Capturando do contexto mais recente, se A Bruxa (2015) capturou elementos já empoeirados do cinema cativo de mistério e deterioração do enredo em algo assombroso, aqui a manifestação acontece pelo motor já velho do drama pós-apocalíptico familiar. A trama escondida de um mundo devastado por uma misteriosa doença transmitida pelo ar e pelos animais não é aprofundada senão por algumas curtas passagens dos diálogos pelo assunto, o que não finda em uma somatória maior que cinco minutos de filme (com pausas). Não é essencial ou importante explicar, funciona deixar a brecha, mas momentos decisivos dos personagens usam do enredo omisso da doença para ter pesadelos e visões desencaixadas que contribuem para uma trama paralela e possivelmente real do que aquilo tudo se trata. No fim, a brecha do omisso dilata tanto que seria um alívio mostrar um pouco mais.
O elenco é o ponto alto aqui. A trama não se sustenta em pilares totalmente inéditos, mas com certeza foi bem projetada para servir naquelas cascas de personagens. Cada um representa um bastião do que o ser humano final naquela universo representa. Desconfiança, proteção, vontade, inocência, tudo é bem montado na composição final do núcleo de sobreviventes. É frustrante perceber que isso não se desenvolveu até onde poderia. Claramente houve um freio da direção ou do próprio roteirista depois das passagens de confraternização tão bem feitas e naturais e de alguns bons e penetrantes diálogos. É quase como se achassem que o filme já estaria bom o suficiente se obedecesse ao equilíbrio das colunas. Terror, drama e suspense nunca funcionam bem se dosados precisamente. Basta revisitar os clássicos para perceber que a desordem é o que enriquece histórias assim. Difícil é recordar um filme com os três aspectos que tenha obedecido à boa dosagem e ter mantido seu improvável impacto final.
A abertura do filme é muito interessante. A sacada de identificação com o personagem de Travis (Kelvin Harrison) acelerou a narrativa inicial. Logo esse recurso se perde, mas volta em algumas breves lembranças mais tarde. Bud (David Pendleton) não é realmente importante para a mecânica da narrativa em si, mas diretamente dita o comportamento inicial da família e isso ajuda o público a entender os personagens que sequer chegam a ser apresentados de forma limpa.
Se o espectador busca o cômodo assento do terror, o encontrará isso fechando os olhos para somente escutar. Trilha sonora e recursos de sonoplastia usados em momentos importantes onde os personagens lidam com a ameaça externa. Embora a ameaça não pareça realmente séria e sequer seja abordada com profundidade, o filme insiste em vender-se com essa ideia. O filme é rápido, direto e até bem previsível na sua conclusão.

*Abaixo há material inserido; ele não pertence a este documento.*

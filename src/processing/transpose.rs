//! Transposition of a [`crate::types::Grid`].

use crate::types::Grid;

/// Returns a new grid with rows and columns swapped: `out[i][j] == grid[j][i]`.
pub fn transpose(grid: &Grid) -> Grid {
    let (rows, cols) = (grid.row_count(), grid.col_count());
    let src = grid.cells();

    let mut cells = Vec::with_capacity(src.len());
    for c in 0..cols {
        for r in 0..rows {
            cells.push(src[r * cols + c]);
        }
    }

    Grid::from_parts(cols, rows, cells)
}

#[cfg(test)]
mod tests {
    use super::transpose;
    use crate::types::Grid;

    #[test]
    fn transpose_square() {
        let g = Grid::from_rows(vec![vec![1, 2, 3], vec![4, 5, 6], vec![7, 8, 9]]).unwrap();
        assert_eq!(
            transpose(&g).to_rows(),
            vec![vec![1, 4, 7], vec![2, 5, 8], vec![3, 6, 9]]
        );
    }

    #[test]
    fn transpose_swaps_dimensions() {
        let g = Grid::from_rows(vec![vec![1, 2, 3], vec![4, 5, 6]]).unwrap();
        let t = transpose(&g);
        assert_eq!((t.row_count(), t.col_count()), (3, 2));
        assert_eq!(t.to_rows(), vec![vec![1, 4], vec![2, 5], vec![3, 6]]);
    }

    #[test]
    fn transpose_single_cell_is_identity() {
        let g = Grid::from_rows(vec![vec![5]]).unwrap();
        assert_eq!(transpose(&g), g);
    }

    #[test]
    fn transpose_row_vector_becomes_column() {
        let g = Grid::from_rows(vec![vec![1, 2, 3]]).unwrap();
        assert_eq!(transpose(&g).to_rows(), vec![vec![1], vec![2], vec![3]]);
    }
}
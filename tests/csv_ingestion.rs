use std::fs::File;

use csv_matrix::error::{MatrixError, MatrixViolation};
use csv_matrix::ingestion::{parse_csv, parse_csv_from_reader, CSV_CONTENT_TYPE};
use csv_matrix::processing::render;

fn open(name: &str) -> File {
    File::open(format!("tests/fixtures/{name}")).unwrap()
}

#[test]
fn parse_fixture_happy_path() {
    let grid = parse_csv_from_reader(open("matrix.csv"), Some(CSV_CONTENT_TYPE)).unwrap();

    assert_eq!(grid.row_count(), 3);
    assert_eq!(grid.col_count(), 3);
    assert_eq!(grid.to_rows(), vec![vec![1, 2, 3], vec![4, 5, 6], vec![7, 8, 9]]);
}

#[test]
fn parse_fixture_with_crlf_line_endings() {
    let grid = parse_csv_from_reader(open("crlf.csv"), Some(CSV_CONTENT_TYPE)).unwrap();
    assert_eq!(grid.to_rows(), vec![vec![10, -20], vec![30, -40]]);
}

#[test]
fn jagged_fixture_names_row_two() {
    let err = parse_csv_from_reader(open("jagged.csv"), Some(CSV_CONTENT_TYPE)).unwrap_err();
    let msg = err.to_string();
    assert!(matches!(
        err,
        MatrixError::InvalidMatrix(MatrixViolation::ColumnMismatch { row: 2, .. })
    ));
    assert_eq!(msg, "Number of columns in row 2 does not match number of columns in first row");
}

#[test]
fn too_large_fixture_names_cell() {
    let err = parse_csv_from_reader(open("too_large.csv"), Some(CSV_CONTENT_TYPE)).unwrap_err();
    assert_eq!(
        err.to_string(),
        "Integer value at row 2, column 2 exceeds the maximum value of integer"
    );
}

#[test]
fn octet_stream_is_rejected_even_for_valid_text() {
    let err =
        parse_csv_from_reader(open("matrix.csv"), Some("application/octet-stream")).unwrap_err();
    assert!(matches!(err, MatrixError::InvalidFile { .. }));
    assert_eq!(err.to_string(), "File is not a CSV file");
}

#[test]
fn empty_stream_is_rejected() {
    let err = parse_csv_from_reader(std::io::empty(), Some(CSV_CONTENT_TYPE)).unwrap_err();
    assert_eq!(err.to_string(), "File is null or empty");
}

#[test]
fn read_failure_surfaces_as_io() {
    struct Broken;
    impl std::io::Read for Broken {
        fn read(&mut self, _buf: &mut [u8]) -> std::io::Result<usize> {
            Err(std::io::Error::other("connection reset"))
        }
    }

    let err = parse_csv_from_reader(Broken, Some(CSV_CONTENT_TYPE)).unwrap_err();
    assert!(matches!(err, MatrixError::Io(_)));
    assert!(err.to_string().contains("connection reset"));
}

#[test]
fn rendered_output_is_plain_csv() {
    let grid = parse_csv(Some(&b"1,-2,3\n4,5,-6"[..]), Some(CSV_CONTENT_TYPE)).unwrap();
    let text = render(&grid);

    let mut rdr = csv::ReaderBuilder::new()
        .has_headers(false)
        .from_reader(text.as_bytes());
    let rows: Vec<Vec<i32>> = rdr
        .records()
        .map(|r| r.unwrap().iter().map(|c| c.parse().unwrap()).collect())
        .collect();

    assert_eq!(rows, grid.to_rows());
}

Independente do gosto específico pelo gênero ou da forma como o filme promete abordá-los, vale a pena assisti-lo simplesmente pelas boas atuações e cenas em contextos muito bem feitos. A trilha sonora, como já dito, contribui e muito para amedrontar qualquer um, já que é forte, afiada e perturbadora, além de vultuosa. O ideal é só tentar compreender as motivações dos personagens e seguir com o mistério raso que apresentam na maior parte da duração do filme. Não pecaram na produção ou no polimento das cenas, você sente o real em cada segundo daquela duração. O filme tropeça e disfarça, mas também se arrisca em tentar acertar o novo como nenhum filme com formato parecido buscou tentar.